In one study, David Margel, MD, PhD, of the University of Toronto, and colleagues found that increased cumulative duration of metformin use by diabetic men after a PCa diagnosis is associated with improved all-cause and PCa-specific survival. In another study, Dharam Kaushik, MBBS, and others at Mayo Clinic in Rochester, Minn., demonstrated no beneficial effect of metformin on PCa outcomes among men who underwent radical prostatectomy.
The study by Dr. Margel’s group included 3,837 diabetic men diagnosed with PCa. The men had a median age of 75 years at diagnosis. During a median follow-up of 4.6 years, 1,343 (35%) died, 291 (7.6%) from PCa. Each additional six months of metformin use was associated with a significant 24% decreased risk for PCa-specific mortality after adjusting for potential confounders. The association with all-cause mortality also was significant, but declined over time from a 24% decreased risk in the first six months to a 7% decreased risk between 24 and 30 months.
The study, which was published online ahead of print in the Journal of Clinical Oncology, demonstrated no association between cumulative use of other antidiabetic drugs and either PCa-specific or all-cause mortality.
The Mayo Clinic study, which included 12,052 patients, found no significant reduction in the risk of biochemical recurrence, systemic progression, or all-cause mortality associated with metformin use, according an online report in Urologic Oncology. In addition, the investigators found no significant association between metformin use and final pathologic Gleason score, disease stage, rate of positive surgical margins, or tumor volume. The study population included 885 diabetics (7.3%), of whom 323 were taking metformin and 562 were not.

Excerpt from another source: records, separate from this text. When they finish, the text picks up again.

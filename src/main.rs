use gpui::*;
use gpui_component::Root;
use moodboard::app::MoodboardApp;
use tracing_subscriber::EnvFilter;

fn main() {
    // RUST_LOG overrides, e.g. RUST_LOG=moodboard=debug
    tracing_subscriber::fmt()
        .with_env_filter(
            EnvFilter::try_from_default_env().unwrap_or_else(|_| EnvFilter::new("moodboard=info")),
        )
        .init();

    Application::new().run(|cx: &mut App| {
        gpui_component::init(cx);

        let bounds = Bounds::centered(None, size(px(1280.0), px(860.0)), cx);
        let options = WindowOptions {
            window_bounds: Some(WindowBounds::Windowed(bounds)),
            titlebar: Some(TitlebarOptions {
                title: Some("Moodboard".into()),
                ..Default::default()
            }),
            ..Default::default()
        };

        let opened = cx.open_window(options, |window, cx| {
            let view = cx.new(|cx| MoodboardApp::new(window, cx));
            cx.new(|cx| Root::new(AnyView::from(view), window, cx))
        });
        if let Err(err) = opened {
            tracing::error!("Failed to open window: {err:#}");
            cx.quit();
            return;
        }

        cx.on_window_closed(|cx| {
            if cx.windows().is_empty() {
                cx.quit();
            }
        })
        .detach();
        cx.activate(true);
    });
}
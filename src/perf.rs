//! Timing helpers for hot paths.
//!
//! `profile_scope!` expands to a `ScopedTimer` only with the `profiling`
//! feature, so instrumented code costs nothing in normal builds:
//!
//! ```ignore
//! fn handle_mouse_move(..) {
//!     profile_scope!("handle_mouse_move");
//! }
//! ```

use std::sync::atomic::{AtomicBool, Ordering};
use std::time::Instant;
use tracing::{info, warn};

/// Threshold used by `profile_scope!`
const PROFILING_THRESHOLD_MS: f64 = 1.0;

static PROFILING_ENABLED: AtomicBool = AtomicBool::new(cfg!(feature = "profiling"));

/// Time the rest of the enclosing scope. No-op without `profiling`.
#[macro_export]
macro_rules! profile_scope {
    ($name:expr) => {
        #[cfg(feature = "profiling")]
        let _timer = $crate::perf::ScopedTimer::for_profiling($name);
        #[cfg(not(feature = "profiling"))]
        let _ = $name;
    };
}

pub use profile_scope;

pub fn set_profiling_enabled(enabled: bool) {
    PROFILING_ENABLED.store(enabled, Ordering::Relaxed);
}

pub fn is_profiling_enabled() -> bool {
    PROFILING_ENABLED.load(Ordering::Relaxed)
}

/// Logs the time between construction and drop when it exceeds a threshold.
pub struct ScopedTimer {
    name: &'static str,
    start: Instant,
    threshold_ms: f64,
}

impl ScopedTimer {
    pub fn new(name: &'static str, threshold_ms: f64) -> Self {
        Self {
            name,
            start: Instant::now(),
            threshold_ms,
        }
    }

    pub fn for_profiling(name: &'static str) -> Self {
        Self::new(name, PROFILING_THRESHOLD_MS)
    }

    pub fn elapsed_ms(&self) -> f64 {
        self.start.elapsed().as_secs_f64() * 1000.0
    }

    pub fn name(&self) -> &'static str {
        self.name
    }
}

impl Drop for ScopedTimer {
    fn drop(&mut self) {
        let elapsed_ms = self.elapsed_ms();
        if elapsed_ms <= self.threshold_ms {
            return;
        }
        if is_profiling_enabled() {
            info!("[PERF] {}: {:.2}ms", self.name, elapsed_ms);
        } else {
            warn!(
                operation = self.name,
                elapsed_ms = format!("{:.2}", elapsed_ms),
                threshold_ms = format!("{:.2}", self.threshold_ms),
                "Slow operation"
            );
        }
    }
}

/// Run `f`, returning its result and the elapsed milliseconds.
#[inline]
pub fn measure<T, F: FnOnce() -> T>(f: F) -> (T, f64) {
    let start = Instant::now();
    let result = f();
    (result, start.elapsed().as_secs_f64() * 1000.0)
}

The findings of Dr. Margel’s group are consistent with a previous study showing that metformin use is associated with improved PCa-specific survival and other outcomes in men who underwent external beam radiotherapy for localized PCa. That study, by Daniel E. Spratt, MD, and collaborators at Memorial-Sloan Kettering Cancer Center in New York, included 2,901 patients who had a median follow-up of 8.7 years. The 10-year PCa-specific mortality actuarial rates were 2.7% among the 157 diabetics taking metformin compared with 21.9% and 8.2% for the 162 diabetics not taking metformin and 2,582 non-diabetic controls, respectively. Compared with the diabetic non-metformin group, the metformin users were twice as likely to be alive without PSA recurrence and 3.7 times as likely to be alive and free of distant metastases, according to a report in European Urology (2013;63:709-716). Metformin users were 5.1 times less likely die from PCa.